A escravidão é o estado de guerra, o próprio exercício de exploração e de expropriação, em que o conquistador, o colonizador e todos aqueles que tiveram lucros exorbitantes, através dos negócios de terras, exercem sobre todos aqueles que se obrigam a ter que comprar sua terra e até mesmo a invadi-la, caso desejarem sobreviver.
Prerrogativas indispensáveis da sociedade civil. A sociedade civil organizada tem por prerrogativa garantir a liberdade e proteger a propriedade e ao mesmo tempo evitar os inconvenientes causados pelas forças dos mais fortes sobre os mais fracos. Entendemos que a sociedade civil tem por obrigação garantir a manutenção da vida, através do acesso ao bem natural que é a terra. O trabalhador do campo torna-se livre a partir do momento em que pode fazer uso da terra, quer como proprietário, meeiro, parceiro, arrendatário e outros meios que lhe garantam o sustento de si e dos seus. A liberdade está em poder fazer uso dos bens naturais que se somam à terra em condição de produção.

CONCLUSÃO
Partindo dos seguintes pressupostos:
a) a terra é um bem natural e está comprovado que não é utilizada racionalmente para os que dela necessitam e querem trabalhar para produzir, cabendo aos grupos sociais organizados apelarem na defesa da propriedade limitada pelo trabalho, ao mesmo tempo contra a propriedade ilimitada, ou seja, o latifúndio;
b) é através do trabalho que o homem determina a existência da posse da terra. Apropriar-se da terra somente se torna legítimo se o homem o fizer através do trabalho, embora possa ser auxiliado com o uso de tecnologias. O trabalho investido possibilita a transformação dos recursos em riquezas.

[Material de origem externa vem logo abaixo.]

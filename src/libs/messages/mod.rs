//! User-facing text and the macros that print it.
//!
//! Every string shown to the user is a [`Message`] variant; its `Display`
//! implementation lives in [`display`] and the routing macros in [`macros`].

pub mod display;
pub mod macros;
pub mod types;

pub use types::Message;
//! Date formatting for task-service queries and report headers.
//!
//! The task service and the report both use the day-first `DD/MM/YYYY`
//! format. Holidays in the configuration file use ISO `YYYY-MM-DD`
//! (see [`crate::libs::calendar::HOLIDAY_FORMAT`]).
//!
//! ## Examples
//!
//! ```rust
//! use chrono::NaiveDate;
//! use standup::libs::formatter::{format_date, parse_date};
//!
//! let date = NaiveDate::from_ymd_opt(2021, 5, 7).unwrap();
//! assert_eq!(format_date(&date), "07/05/2021");
//! assert_eq!(parse_date("07/05/2021"), Some(date));
//! ```

use chrono::NaiveDate;

/// Day-first date format understood by the task service.
pub const DATE_FORMAT: &str = "%d/%m/%Y";

pub fn format_date(date: &NaiveDate) -> String {
    date.format(DATE_FORMAT).to_string()
}

/// Parses a `DD/MM/YYYY` date, ignoring surrounding whitespace.
pub fn parse_date(value: &str) -> Option<NaiveDate> {
    NaiveDate::parse_from_str(value.trim(), DATE_FORMAT).ok()
}

/// Formats a task name as a Markdown bullet.
pub fn format_bullet(name: &str) -> String {
    format!("    - {}", name)
}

Seguindo o raciocínio de Locke, percebemos que, para ele, um homem e sua família necessitam apenas de uma porção de terra para garantir seu sustento. Quem sabe, um pequeno espaço correspondente a um módulo rural bem-sucedido. A propriedade tem mais valor na medida em que sobre ela é aplicado mais trabalho, mais técnica. Certamente, na discussão existente sobre o mau gerenciamento das propriedades rurais (transformando-as em latifúndios e minifúndios), é preciso repensar muito sobre o poder tecnológico (a infra-estrutura necessária) para produzir mais e produzir melhor. Esta é uma forma de distribuir renda. O latifúndio e o minifúndio precisam passar pelos olhares da legislação atual. O aumento do mau uso das propriedades brasileiras está fundamentado sim na falta de trabalho bem ordenado sobre elas. Os latifundiários utilizam-se das escrituras de suas terras para levantar recursos econômicos (dinheiro) a fim de comprar mais terra, ou ainda para investir em meios financeiros mais rentáveis. Os donos de pequenas propriedades improdutivas (minifúndios) não possuem meios para levantar recursos necessários junto de setores financeiros, de forma a ter folga para os seus empreendimentos. Sendo assim, a propriedade da terra deve atingir seu fim social. Por este fim entende-se: a moradia e o sustento da família que reside na propriedade. A família moradora deve transcender às dádivas da mãe natureza e sim cuidar dela com esmero e sensibilidade.

REFERÊNCIAS
CAVALCANTI, Afonso de Sousa. A política no confronto entre os pensamentos de Thomas Hobbes e John Locke: por uma ética política(a). 2. ed. Mandaguari: Arte Final Gráfica e Editora, 2001.
LOCKE, John. Segundo tratado sobre o governo. Trad. De E. Jacy Monteiro. 5. ed. São Paulo: Nova Cultural, 1991.
MARTINS, José de Souza. Expropriação e violência. A questão Política no campo. 2 ed, São Paulo: Hucitec, 1982.